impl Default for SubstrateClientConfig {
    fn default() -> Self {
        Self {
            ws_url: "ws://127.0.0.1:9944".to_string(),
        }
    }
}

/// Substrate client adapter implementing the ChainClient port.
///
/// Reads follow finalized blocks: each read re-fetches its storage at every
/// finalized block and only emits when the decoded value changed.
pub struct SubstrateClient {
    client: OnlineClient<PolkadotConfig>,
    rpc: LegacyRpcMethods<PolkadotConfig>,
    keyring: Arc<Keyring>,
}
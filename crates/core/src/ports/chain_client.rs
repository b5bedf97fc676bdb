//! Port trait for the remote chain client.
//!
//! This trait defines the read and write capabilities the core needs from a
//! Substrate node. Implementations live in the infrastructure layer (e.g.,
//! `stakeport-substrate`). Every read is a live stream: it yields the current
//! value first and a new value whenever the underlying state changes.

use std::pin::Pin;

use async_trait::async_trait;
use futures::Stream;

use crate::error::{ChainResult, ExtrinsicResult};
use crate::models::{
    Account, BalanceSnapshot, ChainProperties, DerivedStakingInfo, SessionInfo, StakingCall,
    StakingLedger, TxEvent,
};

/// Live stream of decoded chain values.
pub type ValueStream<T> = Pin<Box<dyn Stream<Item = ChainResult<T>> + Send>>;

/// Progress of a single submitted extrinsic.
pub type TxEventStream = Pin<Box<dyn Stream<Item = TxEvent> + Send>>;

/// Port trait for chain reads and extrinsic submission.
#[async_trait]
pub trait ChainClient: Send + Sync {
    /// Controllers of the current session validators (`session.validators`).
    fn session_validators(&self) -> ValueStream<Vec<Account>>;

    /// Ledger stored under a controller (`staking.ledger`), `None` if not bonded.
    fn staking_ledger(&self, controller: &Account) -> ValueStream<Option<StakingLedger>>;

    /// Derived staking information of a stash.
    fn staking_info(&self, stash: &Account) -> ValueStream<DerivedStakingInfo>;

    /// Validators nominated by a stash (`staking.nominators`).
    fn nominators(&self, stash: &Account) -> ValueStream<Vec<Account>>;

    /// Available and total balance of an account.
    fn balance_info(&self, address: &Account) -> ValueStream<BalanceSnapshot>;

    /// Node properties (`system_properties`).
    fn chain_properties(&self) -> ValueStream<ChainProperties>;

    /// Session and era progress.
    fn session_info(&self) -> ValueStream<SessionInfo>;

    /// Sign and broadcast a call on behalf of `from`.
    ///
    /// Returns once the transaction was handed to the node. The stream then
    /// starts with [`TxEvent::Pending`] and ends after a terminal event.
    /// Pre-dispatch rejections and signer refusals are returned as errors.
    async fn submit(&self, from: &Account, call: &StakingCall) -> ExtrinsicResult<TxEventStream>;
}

+---+

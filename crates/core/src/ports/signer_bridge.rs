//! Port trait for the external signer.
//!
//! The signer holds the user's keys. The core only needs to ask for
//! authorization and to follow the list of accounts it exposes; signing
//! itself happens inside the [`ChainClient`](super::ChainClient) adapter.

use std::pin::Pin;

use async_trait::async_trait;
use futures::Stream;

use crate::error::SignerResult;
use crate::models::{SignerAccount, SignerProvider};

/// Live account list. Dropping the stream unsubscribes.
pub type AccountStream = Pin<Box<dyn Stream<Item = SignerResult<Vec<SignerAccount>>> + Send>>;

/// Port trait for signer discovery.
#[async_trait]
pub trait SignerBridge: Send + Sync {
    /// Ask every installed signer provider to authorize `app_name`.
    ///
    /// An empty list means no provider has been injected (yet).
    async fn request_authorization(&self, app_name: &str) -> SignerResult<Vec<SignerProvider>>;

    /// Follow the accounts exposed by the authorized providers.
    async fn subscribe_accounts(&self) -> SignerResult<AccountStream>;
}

+---+

Using the entries above, output exactly the lines between the line holding "and extrinsic submission." and the line holding "fn session_info(&self) ->", end lines included, and nothing more.

/// Port trait for chain reads and extrinsic submission.
#[async_trait]
pub trait ChainClient: Send + Sync {
    /// Controllers of the current session validators (`session.validators`).
    fn session_validators(&self) -> ValueStream<Vec<Account>>;

    /// Ledger stored under a controller (`staking.ledger`), `None` if not bonded.
    fn staking_ledger(&self, controller: &Account) -> ValueStream<Option<StakingLedger>>;

    /// Derived staking information of a stash.
    fn staking_info(&self, stash: &Account) -> ValueStream<DerivedStakingInfo>;

    /// Validators nominated by a stash (`staking.nominators`).
    fn nominators(&self, stash: &Account) -> ValueStream<Vec<Account>>;

    /// Available and total balance of an account.
    fn balance_info(&self, address: &Account) -> ValueStream<BalanceSnapshot>;

    /// Node properties (`system_properties`).
    fn chain_properties(&self) -> ValueStream<ChainProperties>;

    /// Session and era progress.
    fn session_info(&self) -> ValueStream<SessionInfo>;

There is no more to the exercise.